Kilgoris is a town in Narok County, Kenya. The town has a population of 70,475 (2019 census). Kilgoris is one of two major urban centres in Narok County; the other being Narok town.

Maasai are the indigenous and prominent tribe in the area. Past ethnic clashes have occurred between the maasai and the surrounding tribes due to land issues (e.g., cattle raiding). It is the divisional headquarters of the former Kilgoris Division (currently Trans-Mara West Dub-County under the devolved administration system ) The town is located about 60 km west of the popular Masai Mara National Reserve, the number of tourists visiting the town has increased over a period of time due to increase in the hospitality industry in the town as well. Hotels such as South West time, there is a murram road from the town through the neighbouring town of Lolgorien to the Mara and another to Enoosaen to the West, and another to Kiridon through the famous  Oloololo gate side of the park.

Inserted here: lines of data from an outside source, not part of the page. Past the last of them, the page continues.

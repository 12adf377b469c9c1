//! ActionRegistry - アクション名ごとの TaskHandler の登録と管理
//!
//! # 内部実装
//! - HashMap<String, Arc<dyn TaskHandler>> で管理
//! - 未登録のアクションは fallback へ（なければそのタスクだけ失敗）
//! - ActionRegistry 自体も TaskHandler なので、そのまま executor に渡せる

use std::collections::HashMap;
use std::sync::Arc;

use serde_json::Value;

use crate::domain::Task;
use crate::ports::TaskHandler;

/// ActionRegistry はアクション名で handler を引く
///
/// # 使用例
/// ```ignore
/// let mut registry = ActionRegistry::new();
/// registry.register("createSheet", |task: &Task| Ok(json!({"ok": true})))?;
/// registry.set_fallback(|task: &Task| Ok(Value::Null));
/// ```
#[derive(Default, Clone)]
pub struct ActionRegistry {
    handlers: HashMap<String, Arc<dyn TaskHandler>>,
    fallback: Option<Arc<dyn TaskHandler>>,
}

/// RegistryError は ActionRegistry の操作エラー
#[derive(Debug, thiserror::Error)]
pub enum RegistryError {
    #[error("handler for action '{0}' is already registered")]
    AlreadyRegistered(String),
}

impl ActionRegistry {
    pub fn new() -> Self {
        Self::default()
    }

    pub fn register<H: TaskHandler>(
        &mut self,
        action: impl Into<String>,
        handler: H,
    ) -> Result<(), RegistryError> {
        let action = action.into();
        if self.handlers.contains_key(&action) {
            return Err(RegistryError::AlreadyRegistered(action));
        }
        self.handlers.insert(action, Arc::new(handler));
        Ok(())
    }

    /// Handler for actions with no dedicated registration. Replaces any previous one.
    pub fn set_fallback<H: TaskHandler>(&mut self, handler: H) {
        self.fallback = Some(Arc::new(handler));
    }

    pub fn get(&self, action: &str) -> Option<Arc<dyn TaskHandler>> {
        self.handlers.get(action).cloned()
    }

    pub fn has_fallback(&self) -> bool {
        self.fallback.is_some()
    }

    pub fn registered_actions(&self) -> Vec<String> {
        let mut actions: Vec<String> = self.handlers.keys().cloned().collect();
        actions.sort();
        actions
    }
}

impl TaskHandler for ActionRegistry {
    fn execute(&self, task: &Task) -> Result<Value, String> {
        let action = task.action_name();
        match self.handlers.get(action).or(self.fallback.as_ref()) {
            Some(handler) => handler.execute(task),
            None => Err(format!("no handler registered for action '{action}'")),
        }
    }
}

#[cfg(test)]
mod tests {
    use super::*;
    use crate::domain::{NewTask, TaskAction, TaskId};
    use chrono::Utc;
    use serde_json::json;

    fn task(new: NewTask) -> Task {
        Task::pending(TaskId::new(1), new, Utc::now())
    }

    fn sheet_handler(task: &Task) -> Result<Value, String> {
        match &task.action {
            TaskAction::CreateSheet { name } => Ok(json!({ "created": name })),
            other => Err(format!("unexpected action {}", other.name())),
        }
    }

    #[test]
    fn routes_by_action_name() {
        let mut registry = ActionRegistry::new();
        registry
            .register(TaskAction::CREATE_SHEET, sheet_handler)
            .unwrap();

        let result = registry.execute(&task(NewTask::create_sheet("Q3"))).unwrap();
        assert_eq!(result, json!({"created": "Q3"}));
    }

    #[test]
    fn double_registration_is_rejected() {
        let mut registry = ActionRegistry::new();
        registry
            .register(TaskAction::CREATE_SHEET, sheet_handler)
            .unwrap();
        let result = registry.register(TaskAction::CREATE_SHEET, sheet_handler);
        assert!(matches!(result, Err(RegistryError::AlreadyRegistered(a)) if a == "createSheet"));
    }

    #[test]
    fn unknown_action_uses_fallback_or_fails() {
        let mut registry = ActionRegistry::new();
        let pivot = task(NewTask::action("pivot", json!({})));

        let err = registry.execute(&pivot).unwrap_err();
        assert!(err.contains("pivot"));

        registry.set_fallback(|t: &Task| -> Result<Value, String> { Ok(json!(t.action_name())) });
        assert_eq!(registry.execute(&pivot).unwrap(), json!("pivot"));
    }

    #[test]
    fn registered_actions_are_sorted() {
        let mut registry = ActionRegistry::new();
        registry.register("updateCell", sheet_handler).unwrap();
        registry.register("createChart", sheet_handler).unwrap();
        assert_eq!(
            registry.registered_actions(),
            vec!["createChart".to_string(), "updateCell".to_string()]
        );
        assert!(!registry.has_fallback());
    }
}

It is an alternative to Narok road, especially for anyone coming from Western Kenya.

Billy Konchellah, winner of two consecutive 800m World Championships, and David Rudisha, current world record holder and reigning Olympic champion in 800 metres, are from Kilgoris.

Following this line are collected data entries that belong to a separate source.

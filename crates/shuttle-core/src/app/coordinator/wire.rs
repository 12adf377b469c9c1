//! Wire format - 兄弟インスタンス間の JSON メッセージ
//!
//! ```text
//! { "type": "HEARTBEAT", "senderId": "a1", "payload": { "timestamp": 1700000000000 }, "timestamp": 1700000000000 }
//! ```
//!
//! `type` と `payload` の組を `Message` に型付けします。
//! 未知の `type` やデコードできない payload はエラー（受信側でログを出して捨てる）。

use serde::{Deserialize, Serialize};
use serde_json::Value;

use crate::domain::{InstanceId, TaskId};

#[derive(Debug, Clone, Copy, PartialEq, Eq, Serialize, Deserialize)]
#[serde(rename_all = "SCREAMING_SNAKE_CASE")]
pub enum MessageType {
    Heartbeat,
    LeaderElection,
    TaskClaimed,
    TaskCompleted,
    StateSync,
}

/// The envelope as it travels on the channel.
#[derive(Debug, Clone, PartialEq, Serialize, Deserialize)]
#[serde(rename_all = "camelCase")]
pub struct WireMessage {
    #[serde(rename = "type")]
    pub kind: MessageType,
    pub sender_id: InstanceId,
    #[serde(default)]
    pub payload: Value,
    /// Milliseconds since the Unix epoch.
    pub timestamp: i64,
}

/// Decoded payloads.
#[derive(Debug, Clone, PartialEq)]
pub enum Message {
    Heartbeat {
        timestamp: i64,
    },
    LeaderElection {
        leader_id: InstanceId,
    },
    TaskClaimed {
        task_id: TaskId,
        claimed_by: InstanceId,
    },
    TaskCompleted {
        task_id: TaskId,
        result: Value,
        completed_by: InstanceId,
    },
    StateSync(Value),
}

#[derive(Serialize, Deserialize)]
struct HeartbeatPayload {
    timestamp: i64,
}

#[derive(Serialize, Deserialize)]
#[serde(rename_all = "camelCase")]
struct LeaderPayload {
    leader_id: InstanceId,
}

#[derive(Serialize, Deserialize)]
#[serde(rename_all = "camelCase")]
struct ClaimedPayload {
    task_id: TaskId,
    claimed_by: InstanceId,
}

#[derive(Serialize, Deserialize)]
#[serde(rename_all = "camelCase")]
struct CompletedPayload {
    task_id: TaskId,
    #[serde(default)]
    result: Value,
    completed_by: InstanceId,
}

impl Message {
    pub fn kind(&self) -> MessageType {
        match self {
            Message::Heartbeat { .. } => MessageType::Heartbeat,
            Message::LeaderElection { .. } => MessageType::LeaderElection,
            Message::TaskClaimed { .. } => MessageType::TaskClaimed,
            Message::TaskCompleted { .. } => MessageType::TaskCompleted,
            Message::StateSync(_) => MessageType::StateSync,
        }
    }

    fn payload(self) -> serde_json::Result<Value> {
        match self {
            Message::Heartbeat { timestamp } => serde_json::to_value(HeartbeatPayload { timestamp }),
            Message::LeaderElection { leader_id } => {
                serde_json::to_value(LeaderPayload { leader_id })
            }
            Message::TaskClaimed {
                task_id,
                claimed_by,
            } => serde_json::to_value(ClaimedPayload {
                task_id,
                claimed_by,
            }),
            Message::TaskCompleted {
                task_id,
                result,
                completed_by,
            } => serde_json::to_value(CompletedPayload {
                task_id,
                result,
                completed_by,
            }),
            Message::StateSync(state) => Ok(state),
        }
    }
}

impl WireMessage {
    pub fn new(sender_id: InstanceId, timestamp: i64, message: Message) -> serde_json::Result<Self> {
        Ok(Self {
            kind: message.kind(),
            sender_id,
            payload: message.payload()?,
            timestamp,
        })
    }

    /// Type the payload according to `kind`.
    pub fn message(&self) -> serde_json::Result<Message> {
        let payload = self.payload.clone();
        Ok(match self.kind {
            MessageType::Heartbeat => {
                let p: HeartbeatPayload = serde_json::from_value(payload)?;
                Message::Heartbeat {
                    timestamp: p.timestamp,
                }
            }
            MessageType::LeaderElection => {
                let p: LeaderPayload = serde_json::from_value(payload)?;
                Message::LeaderElection {
                    leader_id: p.leader_id,
                }
            }
            MessageType::TaskClaimed => {
                let p: ClaimedPayload = serde_json::from_value(payload)?;
                Message::TaskClaimed {
                    task_id: p.task_id,
                    claimed_by: p.claimed_by,
                }
            }
            MessageType::TaskCompleted => {
                let p: CompletedPayload = serde_json::from_value(payload)?;
                Message::TaskCompleted {
                    task_id: p.task_id,
                    result: p.result,
                    completed_by: p.completed_by,
                }
            }
            MessageType::StateSync => Message::StateSync(payload),
        })
    }

    pub fn encode(&self) -> serde_json::Result<String> {
        serde_json::to_string(self)
    }

    pub fn decode(frame: &str) -> serde_json::Result<Self> {
        serde_json::from_str(frame)
    }
}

Kilgoris was previously the capital of the former Trans Mara District.
Kilgoris constituency Member of Parliament is Hon. Amb. Julius Ole Sunkuli who initially  served from 1992 to 2002 and made a comeback in the 2022 Kenyas general elections as the area MP until Now. He was preceded by Hon. Gideon Konchella, Ole Sompisha and Hon John Konchella.

Kilgoris is the home of the first Narok County governor HE Samuel Kuntai Tunai, it is highly hospitable with inhabitants mostly conservative.
Kilgoris town does have many  restaurants to dine in including the infamous Lenamo springs,south west,Nakuyana and Sanutu  gardens and many more

kilgoris is a build up of many religions all together :the christians,Muslims,Hindus and the non belivers.